The problem with time travel to the future is energy conservation. For instance, let's say you create a time travel portal at the end of the universe, and then attach that portal to a trampoline several feet above a big red rug.
When time travelers try to touch the portal, they will experience time compression. If they stand on top of the rug, they will experience time expansion. And if they are in a vacuum, they will experience time contraction. The only way they'll be able to get from the portal back to normal reality is to stand on top of the rug, or go someplace where air is moving.
This makes sense, because, you see, when you travel back in time, you're traveling back into the future. When you travel forward in time, you're going backwards. So it is possible for someone in a vacuum to travel backwards, but it would require the use of a very large and very hot vacuum pump. In addition, since there isn't enough air for the entire trip back in time, it's likely that the traveler would experience more negative effects than positive. This could include nausea, vomiting, dizziness, and other problems that aren't related to gravity.
But if there is air in the space between the portal and the trampoline, the time travelers won't have to worry about the air pressure as much, because the portals don't create as much of an area where gravity is going on. Since air is less dense than vacuum, a bigger vacuum pump will be needed to push the air out of the way.
Also, in a vacuum, there isn't a need for a time machine, because time has no meaning there. So, if someone were in a place where time had meaning, they would have a choice. They can choose to travel back in time and choose a time in the future where they can live peacefully, or they can choose to travel back in time and choose a time in the future in which they can destroy all life in their present.
There's a problem with this, though. In order to destroy all life, they'd have to travel back to the beginning of time, right back to the Big Bang, before everything began, when the first particle was created. This sounds like a pretty big task, but it's not that difficult, since the Big Bang happened over 13 billion years ago.

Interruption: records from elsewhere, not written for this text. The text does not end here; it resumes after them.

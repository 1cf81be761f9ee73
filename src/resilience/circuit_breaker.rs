//! Circuit Breaker
//!
//! Stops routing calls to an unhealthy remote. Closed counts failures inside
//! a rolling window; at the threshold it opens. After the reset timeout a
//! single trial call decides between closing again and reopening.

use parking_lot::Mutex;
use serde::Serialize;
use std::collections::VecDeque;
use std::future::Future;
use std::time::{Duration, Instant};
use tracing::{debug, info, warn};

use crate::clock::{self, SharedClock};
use crate::error::{CoreError, Result};

/// Circuit breaker state
#[derive(Debug, Clone, Copy, PartialEq, Eq, Serialize)]
#[serde(rename_all = "snake_case")]
pub enum CircuitState {
    /// Normal operation
    Closed,
    /// One trial request decides what happens next
    HalfOpen,
    /// Blocking all requests
    Open,
}

/// Circuit breaker configuration
#[derive(Debug, Clone)]
pub struct CircuitBreakerConfig {
    /// Failures before opening circuit
    pub failure_threshold: u32,
    /// Time to wait before the half-open trial
    pub reset_timeout: Duration,
    /// Time window for counting failures
    pub failure_window: Duration,
}

impl Default for CircuitBreakerConfig {
    fn default() -> Self {
        Self {
            failure_threshold: 5,
            reset_timeout: Duration::from_secs(30),
            failure_window: Duration::from_secs(60),
        }
    }
}

/// Breaker snapshot for health output
#[derive(Debug, Clone, Serialize)]
pub struct CircuitStats {
    pub state: CircuitState,
    pub failures_in_window: usize,
    pub times_opened: u64,
    pub rejected: u64,
}

struct Inner {
    state: CircuitState,
    failures: VecDeque<Instant>,
    opened_at: Option<Instant>,
    trial_in_flight: bool,
    times_opened: u64,
    rejected: u64,
}

/// Circuit breaker for preventing cascade failures
pub struct CircuitBreaker {
    name: String,
    config: CircuitBreakerConfig,
    clock: SharedClock,
    inner: Mutex<Inner>,
}

impl CircuitBreaker {
    /// Create a new circuit breaker
    pub fn new(name: &str) -> Self {
        Self::with_config(name, CircuitBreakerConfig::default())
    }

    /// Create with custom config
    pub fn with_config(name: &str, config: CircuitBreakerConfig) -> Self {
        Self::with_clock(name, config, clock::system())
    }

    pub fn with_clock(name: &str, config: CircuitBreakerConfig, clock: SharedClock) -> Self {
        Self {
            name: name.to_string(),
            config,
            clock,
            inner: Mutex::new(Inner {
                state: CircuitState::Closed,
                failures: VecDeque::new(),
                opened_at: None,
                trial_in_flight: false,
                times_opened: 0,
                rejected: 0,
            }),
        }
    }

    /// Run `op` through the breaker.
    ///
    /// Returns `CircuitOpen` without invoking `op` while open, or while the
    /// half-open trial is still running. Only errors for which
    /// [`CoreError::trips_breaker`] holds count as failures.
    pub async fn execute<F, Fut, T>(&self, op: F) -> Result<T>
    where
        F: FnOnce() -> Fut,
        Fut: Future<Output = Result<T>>,
    {
        let permit = self.acquire()?;
        let outcome = op().await;
        match &outcome {
            Err(e) if e.trips_breaker() => permit.failure(),
            _ => permit.success(),
        }
        outcome
    }

    /// Admit one call, or reject it with `CircuitOpen`
    pub fn acquire(&self) -> Result<Permit<'_>> {
        let now = self.clock.now();
        let mut inner = self.inner.lock();

        match inner.state {
            CircuitState::Closed => Ok(Permit::new(self, false)),
            CircuitState::Open => {
                let elapsed = inner
                    .opened_at
                    .map_or(self.config.reset_timeout, |at| now.saturating_duration_since(at));
                if elapsed >= self.config.reset_timeout {
                    inner.state = CircuitState::HalfOpen;
                    inner.trial_in_flight = true;
                    info!("Circuit breaker '{}' half-open, admitting trial", self.name);
                    Ok(Permit::new(self, true))
                } else {
                    inner.rejected += 1;
                    Err(CoreError::CircuitOpen {
                        retry_after: self.config.reset_timeout - elapsed,
                    })
                }
            }
            CircuitState::HalfOpen => {
                if inner.trial_in_flight {
                    inner.rejected += 1;
                    Err(CoreError::CircuitOpen {
                        retry_after: Duration::ZERO,
                    })
                } else {
                    inner.trial_in_flight = true;
                    Ok(Permit::new(self, true))
                }
            }
        }
    }

    fn record_success(&self, trial: bool) {
        let mut inner = self.inner.lock();
        match inner.state {
            CircuitState::HalfOpen if trial => {
                inner.state = CircuitState::Closed;
                inner.failures.clear();
                inner.opened_at = None;
                inner.trial_in_flight = false;
                info!("Circuit breaker '{}' closed after recovery", self.name);
            }
            CircuitState::Closed => inner.failures.clear(),
            _ => {}
        }
    }

    fn record_failure(&self, trial: bool) {
        let now = self.clock.now();
        let mut inner = self.inner.lock();

        match inner.state {
            CircuitState::HalfOpen if trial => {
                inner.state = CircuitState::Open;
                inner.opened_at = Some(now);
                inner.trial_in_flight = false;
                inner.times_opened += 1;
                warn!("Circuit breaker '{}' reopened after failed trial", self.name);
            }
            CircuitState::Closed => {
                let window = self.config.failure_window;
                inner.failures.push_back(now);
                while let Some(first) = inner.failures.front() {
                    if now.saturating_duration_since(*first) > window {
                        inner.failures.pop_front();
                    } else {
                        break;
                    }
                }

                let count = inner.failures.len() as u32;
                if count >= self.config.failure_threshold {
                    inner.state = CircuitState::Open;
                    inner.opened_at = Some(now);
                    inner.times_opened += 1;
                    warn!("Circuit breaker '{}' opened after {} failures", self.name, count);
                } else {
                    debug!(
                        "Circuit breaker '{}' failure {}/{}",
                        self.name, count, self.config.failure_threshold
                    );
                }
            }
            _ => {}
        }
    }

    /// Current state. An open breaker whose reset timeout has passed reports
    /// half-open; the transition itself happens on the next call.
    pub fn state(&self) -> CircuitState {
        let inner = self.inner.lock();
        match (inner.state, inner.opened_at) {
            (CircuitState::Open, Some(at))
                if self.clock.now().saturating_duration_since(at) >= self.config.reset_timeout =>
            {
                CircuitState::HalfOpen
            }
            (state, _) => state,
        }
    }

    /// Failures counted in the current window
    pub fn failure_count(&self) -> usize {
        let now = self.clock.now();
        let inner = self.inner.lock();
        inner
            .failures
            .iter()
            .filter(|at| now.saturating_duration_since(**at) <= self.config.failure_window)
            .count()
    }

    pub fn stats(&self) -> CircuitStats {
        let state = self.state();
        let failures_in_window = self.failure_count();
        let inner = self.inner.lock();
        CircuitStats {
            state,
            failures_in_window,
            times_opened: inner.times_opened,
            rejected: inner.rejected,
        }
    }
}

/// Admission for one call. Dropping an unsettled trial counts as a failure.
pub struct Permit<'a> {
    breaker: &'a CircuitBreaker,
    trial: bool,
    settled: bool,
}

impl<'a> Permit<'a> {
    fn new(breaker: &'a CircuitBreaker, trial: bool) -> Self {
        Self {
            breaker,
            trial,
            settled: false,
        }
    }

    pub fn is_trial(&self) -> bool {
        self.trial
    }

    pub fn success(mut self) {
        self.settled = true;
        self.breaker.record_success(self.trial);
    }

    pub fn failure(mut self) {
        self.settled = true;
        self.breaker.record_failure(self.trial);
    }
}

impl Drop for Permit<'_> {
    fn drop(&mut self) {
        if !self.settled && self.trial {
            debug!("Circuit breaker '{}' trial abandoned", self.breaker.name);
            self.breaker.record_failure(true);
        }
    }
}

To understand why this is so difficult, you have to understand what was going on at the Big Bang. At that point, the cosmos had a fairly stable form, and all the particles and forces we know today were already at work.
It's not that complicated to explain, really. All the elementary particles, like protons and neutrons, had been in place for a long time before the Big Bang. Then, as matter and antimatter began to vibrate, it caused the formation of a new particle called a Baryon, which is positively charged, and negatively charged, or neutral. When this particle combines with two protons and two neutrons, they create a proton-neutron pair.
Protons and neutrons are the building blocks of atoms. Because of the way atoms form, they have very little interaction with one another. The universe, then, is made up of neutrons and protons.
If people want to time travel to the past and destroy all the atoms in existence, it would take something much stronger than just hydrogen. – but in order to do it, the atom bomb would have to be bigger than hydrogen. Although hydrogen is light enough to create a small amount of radiation, it's very dense and would cause the universe to expand very quickly, which would make the radiation very high-energy.
Since the particles we know today didn't exist during the early universe, it's difficult to do time travel, and place your destination far in the past. without creating paradoxes. It may be possible to create them, but then the entire reality of time and space wouldn't exist, and you'd never be able to go back again.